Menurut dosen Unair ini, manajemen emosi bisa dilatih sejak awal kehidupan anak berusia nol tahun. Secara alamiah anak akan memunculkan emosi positif seperti rasa senang dan emosi negatif seperti marah yang biasanya ditunjukkan dengan perilaku menangis.

Ia mengungkapkan peran ibu menjadi sangat penting bagi anak untuk belajar manajemen emosi di hari-hari pertamanya. Pembelajaran emosi pada anak efektif dilakukan melalui penguatan positif yang disesuaikan dengan karakteristik perkembangan anak.

Penguatan positif oleh orang tua dan lingkungan pada pembelajaran emosi anak dapat dilakukan melalui sejumlah cara. Pertama, mengajarkan anak mengenali emosi yang dirasakan dan secara bertahap diajak memberikan nama atas emosi yang sedang terjadi. Kedua, mengajarkan anak untuk berempati dan mengenali emosi orang lain. Ketiga, mendengarkan anak dan mengajarkan cara mengekspresikan emosi dalam bentuk perkataan maupun sikap yang bisa diterima orang lain.
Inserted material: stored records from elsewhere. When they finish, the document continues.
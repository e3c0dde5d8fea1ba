//! Structs required for raycasting

use super::vector::{Point3, Vec3};

use crate::DefaultType;

#[derive(Clone, Copy, Debug, Default, PartialEq)]
/// A ray defined by its origin and direction: `P(t) = origin + t * direction`.
///
/// The direction is kept as given, not normalized.
pub struct Ray {
    origin: Point3,
    direction: Vec3,
}

impl Ray {
    /// Create a new [Ray] from a position and direction.
    pub fn new(origin: Point3, direction: Vec3) -> Self {
        Self { origin, direction }
    }

    /// Get position at `t` along ray.
    pub fn at(&self, t: DefaultType) -> Point3 {
        self.origin + self.direction * t
    }

    #[inline]
    /// Get starting position
    pub fn origin(&self) -> &Point3 {
        &self.origin
    }

    #[inline]
    /// Get direction
    pub fn direction(&self) -> &Vec3 {
        &self.direction
    }
}

#[derive(Clone, Copy, Debug, Default, PartialEq)]
/// Information about a ray/surface intersection.
pub struct HitRecord {
    /// World-space position of the hit.
    pub p: Point3,
    /// Unit normal at the hit, always facing against the incoming ray.
    pub normal: Vec3,
    /// Ray parameter at the hit.
    pub t: DefaultType,
    /// Whether the ray came from outside the surface.
    pub front_face: bool,
}

impl HitRecord {
    /// Build a record for a hit at `t` along `ray`, orienting `outward_normal` with
    /// [set_face_normal](Self::set_face_normal).
    pub fn new(ray: &Ray, t: DefaultType, outward_normal: Vec3) -> Self {
        let mut rec = Self {
            p: ray.at(t),
            t,
            ..Default::default()
        };
        rec.set_face_normal(ray, outward_normal);
        rec
    }

    /// Store `outward_normal` so that it points against `ray`.
    ///
    /// A ray travelling against the outward normal hits the front face and the normal is kept,
    /// otherwise the ray is inside the surface and the stored normal is flipped. Every primitive
    /// goes through here so that shading never has to care which one produced the hit.
    pub fn set_face_normal(&mut self, ray: &Ray, outward_normal: Vec3) {
        self.front_face = ray.direction().dot(&outward_normal) < 0.;
        self.normal = if self.front_face {
            outward_normal
        } else {
            -outward_normal
        };
    }
}

#[cfg(test)]
mod test {
    use super::*;

    #[test]
    fn at_zero_is_origin() {
        for (origin, direction) in [
            (Vec3::new(0., 0., 0.), Vec3::new(0., 0., -1.)),
            (Vec3::new(1.5, -2., 8.), Vec3::new(3., 4., 0.)),
            (Vec3::new(-7., 0.25, 1e3), Vec3::default()),
        ] {
            let ray = Ray::new(origin, direction);
            assert_eq!(origin, ray.at(0.));
        }
    }

    #[test]
    fn at_follows_direction() {
        let ray = Ray::new(Vec3::new(1., 2., 3.), Vec3::new(0., 2., -1.));
        assert_eq!(Vec3::new(1., 5., 1.5), ray.at(1.5));
        assert_eq!(Vec3::new(1., 0., 4.), ray.at(-1.));
        // Direction is not normalized.
        assert_eq!(&Vec3::new(0., 2., -1.), ray.direction());
    }

    #[test]
    fn face_normal_outside() {
        let ray = Ray::new(Vec3::default(), Vec3::new(0., 0., -1.));
        let mut rec = HitRecord::default();
        rec.set_face_normal(&ray, Vec3::new(0., 0., 1.));

        assert!(rec.front_face);
        assert_eq!(Vec3::new(0., 0., 1.), rec.normal);
    }

    #[test]
    fn face_normal_inside() {
        let ray = Ray::new(Vec3::default(), Vec3::new(0., 0., -1.));
        let mut rec = HitRecord::default();
        rec.set_face_normal(&ray, Vec3::new(0., 0., -1.));

        assert!(!rec.front_face);
        assert_eq!(Vec3::new(0., 0., 1.), rec.normal);
    }

    #[test]
    fn new_fills_point() {
        let ray = Ray::new(Vec3::new(0., 1., 0.), Vec3::new(2., 0., 0.));
        let rec = HitRecord::new(&ray, 0.5, Vec3::new(-1., 0., 0.));

        assert_eq!(Vec3::new(1., 1., 0.), rec.p);
        assert_eq!(0.5, rec.t);
        assert!(rec.front_face);
    }
}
“Anak dengan manajemen emosi yang negatif akan sulit mengelola emosi atau perasaannya ketika berhadapan dengan situasi atau keadaan yang tidak diinginkan atau diharapkan. Realitasnya, setiap individu harus siap dengan perubahan dan keadaan yang tidak sesuai rencana dan/atau harapan,” ucap dosen psikologi dan konseling keluarga tersebut.

Sementara, manajemen emosi yang negatif dapat memunculkan perilaku yang juga negatif. Hal tersebut akan berdampak pada relasi interpersonal, bahkan terhadap masalah kesehatan.

Nurul pun berbagi tips untuk mengatasi perubahan emosi pada anak. Saat anak tantrum, semisal marah, menangis, menjerit, memukul, melempar, berguling-guling atau tidak mau beranjak dari tempatnya, maka orangtua harus tenang dan menemukan penyebabnya.

“Setelah mengidentifikasi sebab tantrum anak, maka orangtua harus berempati dan  berusaha mengomunikasikan dengan tenang pula kepada anak tentang sikap dan perilaku yang benar dan baik dalam mengekspresikan emosi yang dirasakan,” tutur dosen Unair ini.